BMC pulmonary medicine, Volume 23, Issue 1, 20 3 2023, Pages 134 Diagnostic performance of eNose technology in COVID-19 patients after hospitalization. van Raaij BFM, Veltman JD, Hameete JF, Stöger JL, Geelhoed JJM


Volatile organic compounds (VOCs) produced by human cells reflect metabolic and pathophysiological processes which can be detected with the use of electronic nose (eNose) technology. Analysis of exhaled breath may potentially play an important role in diagnosing COVID-19 and stratification of patients based on pulmonary function or chest CT.
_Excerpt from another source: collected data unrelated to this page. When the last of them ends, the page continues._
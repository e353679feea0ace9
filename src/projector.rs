//! Projects ledger state onto the job's denormalized promotion flags.
//!
//! The ledger is the source of truth. A flag is always recomputed from the
//! ledger at `now`, never toggled from what the caller believes changed, so
//! re-running `recompute` for every job repairs any drift.
use chrono::{DateTime, Utc};
use futures::stream::{self, StreamExt};
use std::collections::HashMap;
use std::sync::Arc;
use std::time::Duration;
use tokio::sync::Mutex;
use tracing::{info, instrument, warn};

use crate::config::Projection;
use crate::db::{self, Pool};
use crate::error::{BadgeError, BadgeResult};
use crate::job_board::JobBoard;
use crate::model::{BadgeType, ReconcileReport};

const RECONCILE_CONCURRENCY: usize = 8;

type FlagKey = (String, BadgeType);

#[derive(Clone)]
pub struct JobFlagProjector {
    pool: Pool,
    board: Arc<dyn JobBoard>,
    max_attempts: u32,
    retry_delay: Duration,
    // One slot per (job, badge) with a recompute in flight.
    in_flight: Arc<Mutex<HashMap<FlagKey, Arc<Mutex<()>>>>>,
}

impl JobFlagProjector {
    pub fn new(pool: Pool, board: Arc<dyn JobBoard>, cfg: &Projection) -> Self {
        Self {
            pool,
            board,
            max_attempts: cfg.max_attempts.max(1),
            retry_delay: cfg.retry_delay(),
            in_flight: Arc::default(),
        }
    }

    /// Re-derive the flag for `(job_id, badge)` at `now` and write it.
    /// Returns the value written.
    ///
    /// Recomputes of the same pair run one at a time, read through write, so
    /// the last write always comes from a read that saw every transition
    /// committed before it started.
    #[instrument(skip(self, now))]
    pub async fn recompute(
        &self,
        job_id: &str,
        badge: BadgeType,
        now: DateTime<Utc>,
    ) -> BadgeResult<bool> {
        let key: FlagKey = (job_id.to_string(), badge);
        let slot = self
            .in_flight
            .lock()
            .await
            .entry(key.clone())
            .or_default()
            .clone();
        let result = {
            let _held = slot.lock().await;
            self.read_and_write(job_id, badge, now).await
        };
        drop(slot);

        let mut in_flight = self.in_flight.lock().await;
        if in_flight
            .get(&key)
            .is_some_and(|slot| Arc::strong_count(slot) == 1)
        {
            in_flight.remove(&key);
        }
        result
    }

    async fn read_and_write(
        &self,
        job_id: &str,
        badge: BadgeType,
        now: DateTime<Utc>,
    ) -> BadgeResult<bool> {
        let live = db::badge_live_for_job(&self.pool, job_id, badge, now).await?;

        let mut last_err = None;
        for attempt in 1..=self.max_attempts {
            match self.board.set_flag(job_id, badge, live).await {
                Ok(()) => {
                    if attempt > 1 {
                        info!(job_id, %badge, attempt, "job flag written after retry");
                    }
                    return Ok(live);
                }
                Err(err) => {
                    warn!(?err, job_id, %badge, attempt, "job flag write failed");
                    last_err = Some(err);
                    if attempt < self.max_attempts {
                        tokio::time::sleep(self.retry_delay * attempt).await;
                    }
                }
            }
        }

        Err(BadgeError::ProjectionFailed {
            job_id: job_id.to_string(),
            badge_type: badge,
            message: last_err
                .map(|e| format!("{e:#}"))
                .unwrap_or_else(|| "no attempt made".to_string()),
        })
    }

    /// Recompute after a ledger transition. The transition already committed
    /// and stays authoritative: on failure the pair is queued for
    /// reconciliation instead of surfacing the error.
    pub async fn project_after_transition(
        &self,
        job_id: &str,
        badge: BadgeType,
        now: DateTime<Utc>,
    ) -> Option<bool> {
        match self.recompute(job_id, badge, now).await {
            Ok(value) => Some(value),
            Err(err) => {
                warn!(%err, job_id, %badge, "projection deferred to reconciliation");
                if let Err(mark_err) =
                    db::mark_for_reconciliation(&self.pool, job_id, badge, &err.to_string(), now)
                        .await
                {
                    warn!(%mark_err, job_id, %badge, "failed to queue flag reconciliation");
                }
                None
            }
        }
    }

    /// Recompute every (job, badge) known to the ledger or the repair queue.
    #[instrument(skip_all)]
    pub async fn reconcile(&self, now: DateTime<Utc>) -> BadgeResult<ReconcileReport> {
        let queued: Vec<(String, String)> = db::list_reconciliations(&self.pool)
            .await?
            .into_iter()
            .map(|row| (row.job_id, row.badge_type))
            .collect();
        let targets = db::projection_targets(&self.pool).await?;

        let outcomes: Vec<(String, BadgeType, BadgeResult<bool>)> = stream::iter(targets)
            .map(|(job_id, badge)| async move {
                let res = self.recompute(&job_id, badge, now).await;
                (job_id, badge, res)
            })
            .buffer_unordered(RECONCILE_CONCURRENCY)
            .collect()
            .await;

        let mut report = ReconcileReport::default();
        for (job_id, badge, res) in outcomes {
            report.checked += 1;
            let was_queued = queued
                .iter()
                .any(|(j, b)| j == &job_id && b == badge.as_str());
            match res {
                Ok(_) => {
                    if was_queued {
                        db::clear_reconciliation(&self.pool, &job_id, badge).await?;
                        report.repaired += 1;
                    }
                }
                Err(err) => {
                    report.failed += 1;
                    db::mark_for_reconciliation(&self.pool, &job_id, badge, &err.to_string(), now)
                        .await?;
                }
            }
        }

        info!(
            checked = report.checked,
            repaired = report.repaired,
            failed = report.failed,
            "flag reconciliation finished"
        );
        Ok(report)
    }
}
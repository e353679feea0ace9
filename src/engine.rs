//! Wiring of the promotion lifecycle components behind one handle.
use chrono::{DateTime, Utc};
use std::sync::Arc;

use crate::approval::ApprovalGate;
use crate::config::Config;
use crate::db::Pool;
use crate::eligibility::EligibilityGuard;
use crate::error::BadgeResult;
use crate::job_board::JobBoard;
use crate::ledger::RequestLedger;
use crate::model::{
    BadgeRequest, BadgeType, Eligibility, NewBadgeRequest, ReconcileReport, RequestFilter,
    SweepReport,
};
use crate::projector::JobFlagProjector;
use crate::sweeper::ExpirySweeper;

/// Every operation takes `now` explicitly; callers at the edge pass the wall
/// clock.
#[derive(Clone)]
pub struct BadgeEngine {
    guard: EligibilityGuard,
    ledger: RequestLedger,
    gate: ApprovalGate,
    sweeper: ExpirySweeper,
    projector: JobFlagProjector,
}

impl BadgeEngine {
    pub fn new(pool: Pool, cfg: &Config, board: Arc<dyn JobBoard>) -> Self {
        let guard = EligibilityGuard::new(pool.clone(), Arc::new(cfg.quota.clone()));
        let projector = JobFlagProjector::new(pool.clone(), board, &cfg.projection);
        Self {
            ledger: RequestLedger::new(pool.clone(), guard.clone()),
            gate: ApprovalGate::new(pool.clone(), projector.clone()),
            sweeper: ExpirySweeper::new(pool, projector.clone(), &cfg.sweep),
            guard,
            projector,
        }
    }

    pub fn sweeper(&self) -> &ExpirySweeper {
        &self.sweeper
    }

    pub async fn check_eligibility(
        &self,
        recruiter_id: &str,
        badge: BadgeType,
        now: DateTime<Utc>,
    ) -> BadgeResult<Eligibility> {
        self.guard.check(recruiter_id, badge, now).await
    }

    pub async fn set_recruiter_tier(&self, recruiter_id: &str, tier: &str) -> BadgeResult<()> {
        self.guard.set_recruiter_tier(recruiter_id, tier).await
    }

    pub async fn create_request(
        &self,
        new: NewBadgeRequest,
        now: DateTime<Utc>,
    ) -> BadgeResult<BadgeRequest> {
        self.ledger.create(new, now).await
    }

    pub async fn get_request(&self, id: &str) -> BadgeResult<BadgeRequest> {
        self.ledger.get(id).await
    }

    pub async fn list_requests(&self, filter: &RequestFilter) -> BadgeResult<Vec<BadgeRequest>> {
        self.ledger.list(filter).await
    }

    pub async fn approve_request(
        &self,
        id: &str,
        approver_id: &str,
        notes: Option<&str>,
        now: DateTime<Utc>,
    ) -> BadgeResult<BadgeRequest> {
        self.gate.approve(id, approver_id, notes, now).await
    }

    pub async fn reject_request(
        &self,
        id: &str,
        approver_id: &str,
        reason: &str,
        now: DateTime<Utc>,
    ) -> BadgeResult<BadgeRequest> {
        self.gate.reject(id, approver_id, reason, now).await
    }

    pub async fn expire_early(
        &self,
        id: &str,
        ends_at: DateTime<Utc>,
        now: DateTime<Utc>,
    ) -> BadgeResult<BadgeRequest> {
        self.gate.expire_early(id, ends_at, now).await
    }

    pub async fn sweep(&self, now: DateTime<Utc>) -> SweepReport {
        self.sweeper.sweep(now).await
    }

    pub async fn recompute_flag(
        &self,
        job_id: &str,
        badge: BadgeType,
        now: DateTime<Utc>,
    ) -> BadgeResult<bool> {
        self.projector.recompute(job_id, badge, now).await
    }

    pub async fn reconcile(&self, now: DateTime<Utc>) -> BadgeResult<ReconcileReport> {
        self.projector.reconcile(now).await
    }
}
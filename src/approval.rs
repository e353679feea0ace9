//! Human moderation of pending badge requests.
use chrono::{DateTime, Duration, Utc};
use tracing::{info, instrument};

use crate::db::{self, Pool, Transition};
use crate::error::{BadgeError, BadgeResult};
use crate::model::{BadgeEvent, BadgeRequest, EventKind, RequestStatus};
use crate::projector::JobFlagProjector;

#[derive(Clone)]
pub struct ApprovalGate {
    pool: Pool,
    projector: JobFlagProjector,
}

impl ApprovalGate {
    pub fn new(pool: Pool, projector: JobFlagProjector) -> Self {
        Self { pool, projector }
    }

    async fn load(&self, id: &str) -> BadgeResult<BadgeRequest> {
        db::fetch_request(&self.pool, id)
            .await?
            .ok_or_else(|| BadgeError::RequestNotFound(id.to_string()))
    }

    /// Move `current` out of pending and record the event, all in one
    /// transaction. Only the caller whose compare-and-swap lands gets the
    /// updated row back.
    async fn apply(
        &self,
        current: &BadgeRequest,
        transition: Transition<'_>,
        kind: EventKind,
        now: DateTime<Utc>,
    ) -> BadgeResult<BadgeRequest> {
        if !current.status.can_transition_to(transition.to_status()) {
            return Err(BadgeError::InvalidStateTransition {
                from: current.status,
                to: transition.to_status(),
            });
        }

        let id = current.id.as_str();
        let mut tx = self.pool.begin().await?;
        db::transition(&mut tx, id, &transition, now).await?;
        let updated = db::fetch_request(&mut *tx, id)
            .await?
            .ok_or_else(|| BadgeError::RequestNotFound(id.to_string()))?;
        let event = BadgeEvent::for_request(kind, &updated, now);
        db::enqueue_event_tx(&mut tx, &event, now).await?;
        tx.commit().await?;
        Ok(updated)
    }

    /// Approve a pending request: its window opens at `now` and the job's
    /// flag is projected once the transition has committed.
    #[instrument(skip(self, notes, now))]
    pub async fn approve(
        &self,
        id: &str,
        approver_id: &str,
        notes: Option<&str>,
        now: DateTime<Utc>,
    ) -> BadgeResult<BadgeRequest> {
        if approver_id.trim().is_empty() {
            return Err(BadgeError::InvalidRequest("approver_id must be non-empty".into()));
        }
        let current = self.load(id).await?;
        let ends_at = window_end(now, current.duration_days)?;
        let transition = Transition::Approve {
            approver_id,
            notes,
            starts_at: now,
            ends_at,
        };
        let approved = self
            .apply(&current, transition, EventKind::RequestApproved, now)
            .await?;
        info!(id, job_id = %approved.job_id, badge = %approved.badge_type, "badge request approved");

        self.projector
            .project_after_transition(&approved.job_id, approved.badge_type, now)
            .await;
        Ok(approved)
    }

    /// Reject a pending request and record the refund obligation. A pending
    /// request never projected a flag, so jobs are left alone.
    #[instrument(skip(self, reason, now))]
    pub async fn reject(
        &self,
        id: &str,
        approver_id: &str,
        reason: &str,
        now: DateTime<Utc>,
    ) -> BadgeResult<BadgeRequest> {
        if approver_id.trim().is_empty() {
            return Err(BadgeError::InvalidRequest("approver_id must be non-empty".into()));
        }
        if reason.trim().is_empty() {
            return Err(BadgeError::InvalidRequest("rejection reason must be non-empty".into()));
        }
        let transition = Transition::Reject {
            approver_id,
            reason,
        };
        let current = self.load(id).await?;
        let rejected = self
            .apply(&current, transition, EventKind::RequestRejected, now)
            .await?;
        info!(id, job_id = %rejected.job_id, "badge request rejected; refund owed");
        Ok(rejected)
    }

    /// Operator override: pull an approved request's `ends_at` earlier. The
    /// flag is recomputed right away; the sweeper retires the row on its next
    /// pass once `ends_at` has passed.
    #[instrument(skip(self, now))]
    pub async fn expire_early(
        &self,
        id: &str,
        ends_at: DateTime<Utc>,
        now: DateTime<Utc>,
    ) -> BadgeResult<BadgeRequest> {
        let current = self.load(id).await?;
        if current.status != RequestStatus::Approved {
            return Err(BadgeError::InvalidStateTransition {
                from: current.status,
                to: RequestStatus::Expired,
            });
        }
        let (Some(starts_at), Some(current_end)) = (current.starts_at, current.ends_at) else {
            return Err(BadgeError::Corrupt(format!("{id} is approved without a window")));
        };
        let ends_at = ends_at.max(starts_at);
        if ends_at >= current_end {
            return Err(BadgeError::InvalidRequest(
                "ends_at must be earlier than the current end".into(),
            ));
        }

        if !db::shorten_window(&self.pool, id, ends_at, now).await? {
            return Err(BadgeError::ConcurrencyConflict {
                id: id.to_string(),
                expected: RequestStatus::Approved,
            });
        }
        info!(id, %ends_at, "badge window shortened by operator");

        self.projector
            .project_after_transition(&current.job_id, current.badge_type, now)
            .await;
        self.load(id).await
    }
}

/// End of a window of `duration_days` opening at `starts_at`. Out-of-range
/// durations are rejected rather than overflowing the calendar.
fn window_end(starts_at: DateTime<Utc>, duration_days: i64) -> BadgeResult<DateTime<Utc>> {
    Duration::try_days(duration_days)
        .and_then(|d| starts_at.checked_add_signed(d))
        .ok_or_else(|| {
            BadgeError::InvalidRequest(format!("duration of {duration_days} days is out of range"))
        })
}
//! Error taxonomy surfaced by the engine's operations.
use crate::model::{BadgeType, RequestStatus};
use thiserror::Error;

#[derive(Debug, Error)]
pub enum BadgeError {
    #[error("badge quota exhausted: {active_count} of {max_allowed} {badge_type} badges in use")]
    EligibilityExceeded {
        badge_type: BadgeType,
        active_count: i64,
        max_allowed: i64,
    },
    #[error("payment has not been confirmed")]
    PaymentNotConfirmed,
    #[error("badge request {0} not found")]
    RequestNotFound(String),
    #[error("cannot move badge request from {from} to {to}")]
    InvalidStateTransition {
        from: RequestStatus,
        to: RequestStatus,
    },
    #[error("badge request {id} changed concurrently; expected {expected}")]
    ConcurrencyConflict { id: String, expected: RequestStatus },
    #[error("invalid request: {0}")]
    InvalidRequest(String),
    #[error("unknown account tier: {0}")]
    UnknownTier(String),
    #[error("flag projection failed for job {job_id} ({badge_type}): {message}")]
    ProjectionFailed {
        job_id: String,
        badge_type: BadgeType,
        message: String,
    },
    #[error("storage error: {0}")]
    Storage(#[from] sqlx::Error),
    #[error("corrupt ledger row: {0}")]
    Corrupt(String),
}

impl BadgeError {
    /// Stable machine-readable code for API clients.
    pub fn code(&self) -> &'static str {
        match self {
            BadgeError::EligibilityExceeded { .. } => "eligibility_exceeded",
            BadgeError::PaymentNotConfirmed => "payment_not_confirmed",
            BadgeError::RequestNotFound(_) => "request_not_found",
            BadgeError::InvalidStateTransition { .. } => "invalid_state_transition",
            BadgeError::ConcurrencyConflict { .. } => "concurrency_conflict",
            BadgeError::InvalidRequest(_) => "invalid_request",
            BadgeError::UnknownTier(_) => "unknown_tier",
            BadgeError::ProjectionFailed { .. } => "projection_failed",
            BadgeError::Storage(_) | BadgeError::Corrupt(_) => "internal",
        }
    }

    /// Message safe to show outside the service. Internal failures are masked.
    pub fn public_message(&self) -> String {
        match self {
            BadgeError::ConcurrencyConflict { .. } => {
                "badge request was modified concurrently; re-fetch and retry".to_string()
            }
            BadgeError::ProjectionFailed { .. }
            | BadgeError::Storage(_)
            | BadgeError::Corrupt(_) => "internal error".to_string(),
            other => other.to_string(),
        }
    }
}

pub type BadgeResult<T> = Result<T, BadgeError>;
Breath profiles of COVID-19 patients were collected with an eNose device (SpiroNose) 3 months after discharge from the Leiden University Medical Centre and matched with breath profiles from healthy individuals for analysis. Principal component analysis was performed with leave-one-out cross validation and visualised with receiver operating characteristics. COVID-19 patients were stratified in subgroups with a normal pulmonary diffusion capacity versus patients with an impaired pulmonary diffusion capacity (DLCOc < 80% of predicted) and in subgroups with a normal chest CT versus patients with COVID-19 related chest CT abnormalities.


The breath profiles of 135 COVID-19 patients were analysed and matched with 174 healthy controls. The SpiroNose differentiated between COVID-19 after hospitalization and healthy controls with an AUC of 0.893 (95-CI, 0.851-0.934). There was no difference in VOCs patterns in subgroups of COVID-19 patients based on diffusion capacity or chest CT.


COVID-19 patients have a breath profile distinguishable from healthy individuals shortly after hospitalization which can be detected using eNose technology. This may suggest ongoing inflammation or a common repair mechanism. The eNose could not differentiate between subgroups of COVID-19 patients based on pulmonary diffusion capacity or chest CT.